### Work item
Restate word for word the lines of the entries below, starting with the line that holds "#![warn(clippy::nursery)]" and ending with the line that holds "pub enum Error", and no others.

### Stored data
//! Benchmark reporting
//!
//! Text output prints one line per record:
//!
//! ```text
//! No caching-0: 800000 generated 628301 in 0.0123 secs (PI = 3.141505)
//! ```
//!
//! JSON output wraps the records, the settings that produced them and a
//! per-label summary in a single timestamped document.

use crate::harness::ResultRecord;
use crate::sampler::RandomSource;
use crate::Result;
use chrono::{DateTime, Utc};
use serde::{Deserialize, Serialize};
use std::io::Write;

/// Output format for benchmark results
#[derive(Debug, Clone, Copy, Default, PartialEq, Eq, Serialize, Deserialize)]
#[serde(rename_all = "lowercase")]
pub enum OutputFormat {
    /// One formatted line per record
    #[default]
    Text,
    /// Single pretty-printed JSON report
    Json,
}

/// Format one record as a report line.
#[must_use]
pub fn format_record(record: &ResultRecord) -> String {
    format!(
        "{}-{}: {} generated {} in {:?} secs (PI = {:?})",
        record.description(),
        record.iteration(),
        record.samples(),
        record.hits(),
        record.elapsed_secs(),
        record.pi_estimate()
    )
}

/// Write one line per record; writes nothing for an empty slice.
///
/// # Errors
///
/// Returns error if writing fails
pub fn write_text<W: Write>(records: &[ResultRecord], mut writer: W) -> Result<()> {
    for record in records {
        writeln!(writer, "{}", format_record(record))?;
    }
    writer.flush()?;
    Ok(())
}

/// Aggregate over all records sharing one description
#[derive(Debug, Clone, Serialize, Deserialize, PartialEq)]
pub struct LabelSummary {
    /// Trial description shared by the records
    pub description: String,
    /// Number of trials
    pub trials: usize,
    /// Samples across all trials
    pub total_samples: u64,
    /// Hits across all trials
    pub total_hits: u64,
    /// `4 × total_hits / total_samples`
    pub pooled_estimate: f64,
    /// `|pooled_estimate - PI|`
    pub abs_error: f64,
    /// Mean reduction time
    pub mean_secs: f64,
    /// Fastest reduction
    pub min_secs: f64,
    /// Slowest reduction
    pub max_secs: f64,
}

/// Summarize records per description, in first-appearance order.
#[must_use]
#[allow(clippy::cast_precision_loss)]
pub fn summarize(records: &[ResultRecord]) -> Vec<LabelSummary> {
    let mut order: Vec<&str> = Vec::new();
    for record in records {
        if !order.contains(&record.description()) {
            order.push(record.description());
        }
    }

    order
        .into_iter()
        .map(|description| {
            let group: Vec<&ResultRecord> = records
                .iter()
                .filter(|r| r.description() == description)
                .collect();

            let total_samples: u64 = group.iter().map(|r| r.samples()).sum();
            let total_hits: u64 = group.iter().map(|r| r.hits()).sum();
            let pooled_estimate = 4.0 * total_hits as f64 / total_samples as f64;
            let secs: Vec<f64> = group.iter().map(|r| r.elapsed_secs()).collect();

            LabelSummary {
                description: description.to_string(),
                trials: group.len(),
                total_samples,
                total_hits,
                pooled_estimate,
                abs_error: (pooled_estimate - std::f64::consts::PI).abs(),
                mean_secs: secs.iter().sum::<f64>() / secs.len() as f64,
                min_secs: secs.iter().copied().fold(f64::INFINITY, f64::min),
                max_secs: secs.iter().copied().fold(f64::NEG_INFINITY, f64::max),
            }
        })
        .collect()
}

/// Settings a benchmark run was executed with
#[derive(Debug, Clone, Serialize, Deserialize, PartialEq, Eq)]
pub struct RunSettings {
    /// Iterations-per-partition values, in sweep order
    pub iterations_per_partition: Vec<u64>,
    /// Number of partitions
    pub partitions: usize,
    /// Trials per caching mode
    pub cycles: usize,
    /// Random source used by the sample generator
    pub rng: RandomSource,
    /// Worker threads in the execution context
    pub threads: usize,
}

/// Complete benchmark report
#[derive(Debug, Clone, Serialize, Deserialize, PartialEq)]
pub struct BenchmarkReport {
    generated_at: DateTime<Utc>,
    settings: RunSettings,
    records: Vec<ResultRecord>,
    summaries: Vec<LabelSummary>,
}

impl BenchmarkReport {
    /// Build a report stamped with the current time.
    #[must_use]
    pub fn new(settings: RunSettings, records: Vec<ResultRecord>) -> Self {
        let summaries = summarize(&records);
        Self {
            generated_at: Utc::now(),
            settings,
            records,
            summaries,
        }
    }

    /// When the report was generated.
    #[must_use]
    pub const fn generated_at(&self) -> DateTime<Utc> {
        self.generated_at
    }

    /// Settings the run was executed with.
    #[must_use]
    pub const fn settings(&self) -> &RunSettings {
        &self.settings
    }

    /// All trial records, in execution order.
    #[must_use]
    pub fn records(&self) -> &[ResultRecord] {
        &self.records
    }

    /// Per-label summaries.
    #[must_use]
    pub fn summaries(&self) -> &[LabelSummary] {
        &self.summaries
    }

    /// Write the report in `format`.
    ///
    /// # Errors
    ///
    /// Returns error if serialization or writing fails
    pub fn write<W: Write>(&self, format: OutputFormat, writer: W) -> Result<()> {
        match format {
            OutputFormat::Text => write_text(&self.records, writer),
            OutputFormat::Json => self.write_json(writer),
        }
    }

    /// Write the report as pretty-printed JSON followed by a newline.
    ///
    /// # Errors
    ///
    /// Returns error if serialization or writing fails
    pub fn write_json<W: Write>(&self, mut writer: W) -> Result<()> {
        serde_json::to_writer_pretty(&mut writer, self)?;
        writeln!(writer)?;
        writer.flush()?;
        Ok(())
    }
}
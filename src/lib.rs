//! # pi-bench: Monte Carlo PI Estimation Benchmark
//!
//! Estimates PI by throwing random darts at the square `[-1, 1)²` and
//! counting how many land inside the unit circle. The sampling work is
//! split across partitions and reduced in parallel on an explicit
//! [`ExecutionContext`](context::ExecutionContext), and every trial is
//! timed twice over:
//!
//! - **No caching**: each trial regenerates all of its samples
//! - **With caching**: samples are materialized once, then only reduced
//!
//! ## Example Usage
//!
//! ```rust
//! use std::sync::Arc;
//! use pi_bench::context::ExecutionContext;
//! use pi_bench::harness::{BenchmarkHarness, TrialConfig};
//! use pi_bench::sampler::RandomSource;
//!
//! let ctx = ExecutionContext::builder().num_threads(2).build()?;
//! let config = TrialConfig::new(1_000, 4, 2)?;
//!
//! let mut harness = BenchmarkHarness::new(&ctx, Arc::new(RandomSource::Thread));
//! let records = harness.run_cycles(&config)?;
//! assert_eq!(records.len(), 4);
//!
//! for record in &records {
//!     println!("{}", pi_bench::report::format_record(record));
//! }
//! drop(harness);
//! ctx.stop();
//! # Ok::<(), pi_bench::Error>(())
//! ```

#![warn(missing_docs)]
#![warn(clippy::all)]
#![warn(clippy::pedantic)]
#![warn(clippy::nursery)]

pub mod cli;
pub mod context;
pub mod dataset;
pub mod error;
pub mod harness;
pub mod report;
pub mod sampler;
pub mod strategy;

pub use error::{Error, Result};
//! Error types for pi-bench
//!
//! Every message names the offending value so a failed benchmark run can be
//! fixed from the command line without reading the source.

use thiserror::Error;

/// Result type alias
pub type Result<T> = std::result::Result<T, Error>;

/// pi-bench error types
#[derive(Error, Debug)]
pub enum Error {
    /// Trial configuration rejected at construction time
    #[error("Invalid configuration: {0}")]
    InvalidConfig(String),

    /// A trial over zero samples has no defined PI estimate
    #[error("Empty trial: sample count must be > 0 to estimate PI")]
    EmptyTrial,

    /// A reduction counted more hits than samples (critical bug)
    #[error("Hit count {hits} exceeds sample count {samples}\nThe reduction is miscounting. Please report this issue.")]
    HitsExceedSamples {
        /// Hits reported by the reduction
        hits: u64,
        /// Samples the reduction was asked to cover
        samples: u64,
    },

    /// A cached dataset was asked to stand in for a different sample count
    #[error("Cached dataset holds {cached} samples but {requested} were requested")]
    CacheSizeMismatch {
        /// Samples materialized in the cache
        cached: u64,
        /// Samples the trial asked for
        requested: u64,
    },

    /// Worker thread pool could not be created
    #[error("Thread pool build failed: {0}")]
    ThreadPool(#[from] rayon::ThreadPoolBuildError),

    /// JSON report serialization failed
    #[error("Serialization error: {0}")]
    Serialization(#[from] serde_json::Error),

    /// IO error
    #[error("IO error: {0}")]
    Io(#[from] std::io::Error),

    /// Generic error
    #[error("{0}")]
    Other(String),
}
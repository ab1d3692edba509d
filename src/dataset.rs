//! Partitioned datasets
//!
//! Architecture:
//! - A [`PartitionedRange`] splits sample indices `0..n` into contiguous
//!   chunks, one per partition (range partitioning)
//! - Each partition is one unit of parallel work; samples inside a
//!   partition are generated sequentially
//! - Per-partition hit counts are summed into the final answer
//! - [`PartitionedRange::persist`] materializes every outcome once so later
//!   reductions skip generation entirely
//!
//! References:
//! - Leis et al. (2014): Morsel-driven parallelism for NUMA systems

use crate::context::ExecutionContext;
use crate::sampler::HitGenerator;
use crate::{Error, Result};
use rayon::prelude::*;
use std::ops::Range;
use std::sync::Arc;
use tracing::debug;

/// Sample indices `0..n` split into contiguous partitions
#[derive(Debug, Clone, PartialEq, Eq)]
pub struct PartitionedRange {
    partitions: Vec<Range<u64>>,
}

impl PartitionedRange {
    /// Partition `0..n` into `num_partitions` ranges.
    ///
    /// The first `n % num_partitions` partitions get one extra index. When
    /// `n < num_partitions` the trailing partitions are empty.
    ///
    /// # Errors
    ///
    /// Returns error if `num_partitions` is zero
    pub fn new(n: u64, num_partitions: usize) -> Result<Self> {
        if num_partitions == 0 {
            return Err(Error::InvalidConfig(
                "num_partitions must be > 0".to_string(),
            ));
        }

        let count = num_partitions as u64;
        let base_size = n / count;
        let remainder = n % count;

        let mut partitions = Vec::with_capacity(num_partitions);
        let mut offset = 0;
        for id in 0..count {
            let size = if id < remainder { base_size + 1 } else { base_size };
            partitions.push(offset..offset + size);
            offset += size;
        }

        Ok(Self { partitions })
    }

    /// Index ranges, one per partition.
    #[must_use]
    pub fn partitions(&self) -> &[Range<u64>] {
        &self.partitions
    }

    /// Number of partitions.
    #[must_use]
    pub fn num_partitions(&self) -> usize {
        self.partitions.len()
    }

    /// Total number of sample indices.
    #[must_use]
    pub fn len(&self) -> u64 {
        self.partitions.last().map_or(0, |r| r.end)
    }

    /// Whether the range covers no samples.
    #[must_use]
    pub fn is_empty(&self) -> bool {
        self.len() == 0
    }

    /// Map every index through `generator` and sum the outcomes.
    ///
    /// Samples are regenerated on every call.
    pub fn map_reduce_hits<G>(&self, ctx: &ExecutionContext, generator: &G) -> u64
    where
        G: HitGenerator + ?Sized,
    {
        ctx.install(|| {
            self.partitions
                .par_iter()
                .map(|range| {
                    range
                        .clone()
                        .map(|i| u64::from(generator.hit(i)))
                        .sum::<u64>()
                })
                .sum()
        })
    }

    /// Generate every outcome once and keep them in memory.
    ///
    /// Evaluation is forced before returning; the result is read-only.
    pub fn persist<G>(&self, ctx: &ExecutionContext, generator: &G) -> CachedDataset
    where
        G: HitGenerator + ?Sized,
    {
        let partitions: Vec<Box<[u8]>> = ctx.install(|| {
            self.partitions
                .par_iter()
                .map(|range| range.clone().map(|i| generator.hit(i)).collect())
                .collect()
        });

        debug!(
            samples = self.len(),
            partitions = partitions.len(),
            "Persisted dataset"
        );

        CachedDataset {
            partitions: Arc::from(partitions),
            len: self.len(),
        }
    }
}

/// Materialized per-sample outcomes, shared read-only across reductions
///
/// Cloning is cheap: clones share the same outcome buffers.
#[derive(Debug, Clone)]
pub struct CachedDataset {
    partitions: Arc<[Box<[u8]>]>,
    len: u64,
}

impl CachedDataset {
    /// Total number of cached samples.
    #[must_use]
    pub const fn len(&self) -> u64 {
        self.len
    }

    /// Whether the cache holds no samples.
    #[must_use]
    pub const fn is_empty(&self) -> bool {
        self.len == 0
    }

    /// Number of partitions.
    #[must_use]
    pub fn num_partitions(&self) -> usize {
        self.partitions.len()
    }

    /// Cached outcomes of one partition.
    #[must_use]
    pub fn partition(&self, index: usize) -> Option<&[u8]> {
        self.partitions.get(index).map(AsRef::as_ref)
    }

    /// Sum the cached outcomes in parallel.
    #[must_use]
    pub fn reduce_hits(&self, ctx: &ExecutionContext) -> u64 {
        ctx.install(|| {
            self.partitions
                .par_iter()
                .map(|outcomes| outcomes.iter().map(|&o| u64::from(o)).sum::<u64>())
                .sum()
        })
    }
}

### Your response
#![warn(clippy::nursery)]

pub mod cli;
pub mod context;
pub mod dataset;
pub mod error;
pub mod harness;
pub mod report;
pub mod sampler;
pub mod strategy;

pub use error::{Error, Result};
//! Error types for pi-bench
//!
//! Every message names the offending value so a failed benchmark run can be
//! fixed from the command line without reading the source.

use thiserror::Error;

/// Result type alias
pub type Result<T> = std::result::Result<T, Error>;

/// pi-bench error types
#[derive(Error, Debug)]
pub enum Error {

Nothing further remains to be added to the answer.